A still more comprehensive approach would require providers to accept private insurer payments for specified services at levels below a designated limit, for example, the median of prices paid to independent physician offices in the same geographic area, or 120 percent of the rates Medicare pays physicians for the same care. These price limits could apply to a defined set of services that are routinely done in physician offices without additional patient risk, updated by the Department of Health and Human Services as technology and practice patterns change. As a starting point, the Medicare Payment Advisory Commission has identified dozens of services that are low risk and could safely be provided in a physician office in its recommendations for site neutral payments under Medicare. The price limits could be applied just to off-campus outpatient locations or to both on- and off -campus outpatient departments. Such a site-neutral payments approach would significantly reduce the variation in prices for the same service provided in different locations outside of hospitals themselves, eliminating the highest ones charged.

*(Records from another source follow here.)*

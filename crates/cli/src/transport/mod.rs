// SPDX-License-Identifier: BUSL-1.1
// Copyright (c) 2026 Alfred Jean LLC

//! Transport session manager.
//!
//! One mutex-serialized session to one controller. The client walks the
//! candidate port list on connect, validates each socket with a probe
//! command before adopting it, and transparently reconnects-and-retries
//! network-layer failures so callers observe a single success or the final
//! failure. Controller refusals, argument problems and structural errors
//! are never retried.
//!
//! The [`Session`]/[`SessionFactory`] traits are the adapter seam: the
//! in-tree [`wire::TcpSessionFactory`] speaks the framed byte protocol,
//! and a vendor wire library can be plugged in behind the same traits.

pub mod registry;
pub mod wire;

use std::thread;
use std::time::{Duration, Instant};

use indexmap::IndexMap;
use parking_lot::Mutex;
use serde::Serialize;
use tracing::{debug, info, warn};

use crate::error::{BridgeError, Result};
use crate::value::{ScalarValue, WireValue};

use registry::CommandRegistry;

/// Default probe command issued on every freshly opened socket.
pub const DEFAULT_PROBE_COMMAND: &str = "Bias_Get";

/// Pause between connect attempts against the same port.
const RETRY_PAUSE: Duration = Duration::from_millis(50);

/// Raw response envelope as decoded from the wire: controller error text
/// (empty means success) plus the payload list.
#[derive(Debug, Clone, PartialEq)]
pub struct ResponseEnvelope {
    pub error: String,
    pub payload: Vec<WireValue>,
}

/// The caller-facing response: command echo, resolved method name, ordered
/// payload, and the first payload element when it is the only one.
#[derive(Debug, Clone, PartialEq, Serialize)]
pub struct CommandResponse {
    pub command: String,
    pub method: String,
    pub payload: Vec<WireValue>,
    #[serde(skip_serializing_if = "Option::is_none")]
    pub value: Option<WireValue>,
}

/// Transport health snapshot.
#[derive(Debug, Clone, Serialize)]
pub struct Health {
    pub connected: bool,
    pub endpoint: Option<String>,
    pub last_latency_ms: Option<f64>,
    pub details: serde_json::Value,
}

/// A live protocol session. Implementations are owned exclusively by the
/// [`TransportClient`]; no handle escapes its mutex.
pub trait Session: Send {
    fn call(&mut self, command: &str, args: &[(String, ScalarValue)]) -> Result<ResponseEnvelope>;
    fn endpoint(&self) -> &str;
    fn close(&mut self);
}

/// Opens sessions to one `(host, port)` endpoint.
pub trait SessionFactory: Send + Sync {
    fn open(&self, host: &str, port: u16, timeout: Duration) -> Result<Box<dyn Session>>;
    fn backend_name(&self) -> &str;
    fn version_string(&self) -> String;
}

/// Connection settings for the transport client.
#[derive(Debug, Clone)]
pub struct ConnectionSettings {
    pub host: String,
    pub ports: Vec<u16>,
    pub timeout_s: f64,
    pub retry_count: u32,
}

impl ConnectionSettings {
    pub fn validate(&self) -> Result<()> {
        if self.host.trim().is_empty() {
            return Err(BridgeError::invalid_argument("host cannot be empty"));
        }
        if self.ports.is_empty() {
            return Err(BridgeError::invalid_argument("at least one port is required"));
        }
        if self.timeout_s <= 0.0 {
            return Err(BridgeError::invalid_argument("timeout must be positive"));
        }
        Ok(())
    }

    fn timeout(&self) -> Duration {
        Duration::from_secs_f64(self.timeout_s)
    }
}

struct ClientState {
    session: Option<Box<dyn Session>>,
    active_port: Option<u16>,
    last_latency_ms: Option<f64>,
    last_error: Option<String>,
}

/// Single-connection, mutex-serialized transport client.
pub struct TransportClient {
    settings: ConnectionSettings,
    registry: CommandRegistry,
    probe_command: String,
    factory: Box<dyn SessionFactory>,
    state: Mutex<ClientState>,
}

impl TransportClient {
    pub fn new(
        settings: ConnectionSettings,
        registry: CommandRegistry,
        factory: Box<dyn SessionFactory>,
    ) -> Result<Self> {
        settings.validate()?;
        Ok(Self {
            settings,
            registry,
            probe_command: DEFAULT_PROBE_COMMAND.to_owned(),
            factory,
            state: Mutex::new(ClientState {
                session: None,
                active_port: None,
                last_latency_ms: None,
                last_error: None,
            }),
        })
    }

    #[must_use]
    pub fn with_probe_command(mut self, command: impl Into<String>) -> Self {
        self.probe_command = command.into();
        self
    }

    /// `host:port` of the active session, if connected.
    pub fn endpoint(&self) -> Option<String> {
        let state = self.state.lock();
        state.active_port.map(|port| format!("{}:{port}", self.settings.host))
    }

    /// Establish a session, walking the candidate ports in order.
    ///
    /// Each port gets `retry_count + 1` attempts; a freshly opened socket
    /// is only adopted after the probe command succeeds on it. No-op when
    /// already connected.
    pub fn connect(&self) -> Result<()> {
        let mut state = self.state.lock();
        if state.session.is_some() {
            return Ok(());
        }
        self.connect_locked(&mut state)
    }

    /// Drop the active session. Idempotent; safe from any state.
    pub fn close(&self) {
        let mut state = self.state.lock();
        if let Some(mut session) = state.session.take() {
            session.close();
        }
        state.active_port = None;
    }

    /// Issue one command with a typed argument map.
    ///
    /// Connects implicitly from the disconnected state. Network-layer
    /// failures (`ConnectionError`, `TimeoutError`) trigger a reconnect and
    /// a retry, up to `retry_count + 1` attempts in total; every other
    /// error surfaces on the first failure.
    pub fn call(
        &self,
        command: &str,
        args: &IndexMap<String, ScalarValue>,
    ) -> Result<CommandResponse> {
        let normalized = self.registry.normalize_args(command, args)?;
        let resolved = self.registry.resolve(command)?.name.clone();

        let mut state = self.state.lock();
        if state.session.is_none() {
            self.connect_locked(&mut state)?;
        }

        let attempts = self.settings.retry_count + 1;
        for attempt in 1..=attempts {
            let call_start = Instant::now();
            let outcome = match state.session.as_mut() {
                Some(session) => session.call(&resolved, &normalized),
                None => Err(BridgeError::connection("session lost before call")),
            };
            match outcome {
                Ok(envelope) => {
                    state.last_latency_ms = Some(call_start.elapsed().as_secs_f64() * 1000.0);
                    let result = finish_response(command, &resolved, envelope);
                    state.last_error = match &result {
                        Ok(_) => None,
                        Err(err) => Some(err.to_string()),
                    };
                    return result;
                }
                Err(err) if err.is_retryable() => {
                    state.last_error = Some(err.to_string());
                    warn!(command, attempt, err = %err, "transport call failed");
                    if attempt >= attempts {
                        return Err(err);
                    }
                    if let Some(mut session) = state.session.take() {
                        session.close();
                    }
                    state.active_port = None;
                    self.connect_locked(&mut state)?;
                }
                Err(err) => {
                    state.last_error = Some(err.to_string());
                    return Err(err);
                }
            }
        }

        Err(BridgeError::connection("command retry loop exited unexpectedly"))
    }

    /// Sorted unique command names declared in the manifest.
    pub fn available_commands(&self) -> Vec<String> {
        self.registry.command_names()
    }

    /// Human-readable backend tag.
    pub fn version(&self) -> String {
        self.factory.version_string()
    }

    pub fn health(&self) -> Health {
        let state = self.state.lock();
        let endpoint =
            state.active_port.map(|port| format!("{}:{port}", self.settings.host));
        Health {
            connected: state.session.is_some(),
            endpoint,
            last_latency_ms: state.last_latency_ms,
            details: serde_json::json!({
                "backend": self.factory.backend_name(),
                "host": self.settings.host,
                "candidate_ports": self.settings.ports,
                "active_port": state.active_port,
                "retry_count": self.settings.retry_count,
                "timeout_s": self.settings.timeout_s,
                "last_error": state.last_error,
            }),
        }
    }

    fn connect_locked(&self, state: &mut ClientState) -> Result<()> {
        let attempts_per_port = self.settings.retry_count + 1;
        let timeout = self.settings.timeout();
        let mut failures: Vec<String> = Vec::new();

        let probe_args = self
            .registry
            .normalize_args(&self.probe_command, &IndexMap::new())
            .unwrap_or_default();

        for &port in &self.settings.ports {
            for attempt in 1..=attempts_per_port {
                let attempt_start = Instant::now();
                match self.try_port(port, timeout, &probe_args) {
                    Ok(session) => {
                        let latency_ms = attempt_start.elapsed().as_secs_f64() * 1000.0;
                        info!(
                            endpoint = session.endpoint(),
                            latency_ms,
                            "controller session established"
                        );
                        state.session = Some(session);
                        state.active_port = Some(port);
                        state.last_latency_ms = Some(latency_ms);
                        state.last_error = None;
                        return Ok(());
                    }
                    Err(err) => {
                        state.last_error = Some(err.to_string());
                        if !probe_failure_moves_on(&err) {
                            return Err(err);
                        }
                        debug!(
                            host = %self.settings.host,
                            port,
                            attempt,
                            err = %err,
                            "connect attempt failed"
                        );
                        failures.push(format!(
                            "{}:{port} attempt {attempt}: {err}",
                            self.settings.host
                        ));
                        if attempt < attempts_per_port {
                            thread::sleep(RETRY_PAUSE);
                        }
                    }
                }
            }
        }

        let summary = if failures.is_empty() {
            "no attempts were made".to_owned()
        } else {
            let tail = failures.len().saturating_sub(5);
            failures[tail..].join(" | ")
        };
        Err(BridgeError::connection(format!(
            "failed to connect to {} on ports {:?}; last failures: {summary}",
            self.settings.host, self.settings.ports
        )))
    }

    /// Open a socket to one port and validate it with the probe command.
    fn try_port(
        &self,
        port: u16,
        timeout: Duration,
        probe_args: &[(String, ScalarValue)],
    ) -> Result<Box<dyn Session>> {
        let mut session = self.factory.open(&self.settings.host, port, timeout)?;
        match session.call(&self.probe_command, probe_args) {
            Ok(envelope) if envelope.error.is_empty() => Ok(session),
            Ok(envelope) => {
                session.close();
                Err(BridgeError::Controller {
                    command: self.probe_command.clone(),
                    message: envelope.error,
                })
            }
            Err(err) => {
                session.close();
                Err(err)
            }
        }
    }
}

/// Probe failures that reject the socket and move on to the next attempt.
///
/// A controller that refuses or garbles the probe is structural; those
/// errors propagate instead.
fn probe_failure_moves_on(err: &BridgeError) -> bool {
    matches!(
        err,
        BridgeError::Connection(_) | BridgeError::Timeout(_) | BridgeError::CommandUnavailable(_)
    )
}

fn finish_response(
    command: &str,
    method: &str,
    envelope: ResponseEnvelope,
) -> Result<CommandResponse> {
    if !envelope.error.is_empty() {
        return Err(BridgeError::Controller {
            command: command.to_owned(),
            message: envelope.error,
        });
    }
    let value = if envelope.payload.len() == 1 {
        envelope.payload.first().cloned()
    } else {
        None
    };
    Ok(CommandResponse {
        command: command.to_owned(),
        method: method.to_owned(),
        payload: envelope.payload,
        value,
    })
}

#[cfg(test)]
#[path = "mod_tests.rs"]
mod tests;
fn action_event_from_row(
    row: &rusqlite::Row<'_>,
) -> std::result::Result<ActionEventRow, rusqlite::Error> {
    Ok(ActionEventRow {
        id: row.get(0)?,
        run_id: row.get(1)?,
        dt_s: row.get(2)?,
        action_kind: row.get(3)?,
        detected_at_utc: row.get(4)?,
        spec_label: row.get(5)?,
        signal_window_start_dt_s: row.get(6)?,
        signal_window_end_dt_s: row.get(7)?,
        delta_value: row.get(8)?,
        old_value_json: row.get(9)?,
        new_value_json: row.get(10)?,
    })
}

fn store_err(err: rusqlite::Error) -> BridgeError {
    BridgeError::store(err.to_string())
}

/// Serialize to JSON text with every non-ASCII character escaped, so the
/// stored text survives encoding-naive consumers.
pub fn ascii_json(value: &serde_json::Value) -> String {
    let text = value.to_string();
    if text.is_ascii() {
        return text;
    }
    let mut out = String::with_capacity(text.len());
    for ch in text.chars() {
        if ch.is_ascii() {
            out.push(ch);
        } else {
            let mut units = [0u16; 2];
            for unit in ch.encode_utf16(&mut units) {
                out.push_str(&format!("\\u{unit:04x}"));
            }
        }
    }
    out
}

#[cfg(test)]
#[path = "store_tests.rs"]
mod tests;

A site-neutral payment strategy applied to those providing medical services to the privately insured could reduce overall costs or be cost neutral, depending upon how the payment rate limits are determined. For example, setting the price limits at levels typical of those paid for the services when delivered in a physician office would be cost reducing. Setting them at levels that average the pre-reform prices across settings would likely not be.

Looking Forward

The federal government could act to limit outpatient facility fee billing in the commercial market as it takes similar action with respect to Medicare. Current federal and state proposals to increase billing transparency and prohibit facility fees in certain circumstances would be significant steps forward. These efforts will help shed light on and protect consumers from a particularly egregious example of irrational pricing behavior in the commercial health care market. Nonetheless, effectively reducing the high and variable costs associated with care provided in hospital-owned outpatient departments and physician offices nationally will require further federal legislative steps, including a site-neutrality strategy.

This post is part of the ongoing Health Affairs Forefront series, Provider Prices in the Commercial Sector, supported by Arnold Ventures.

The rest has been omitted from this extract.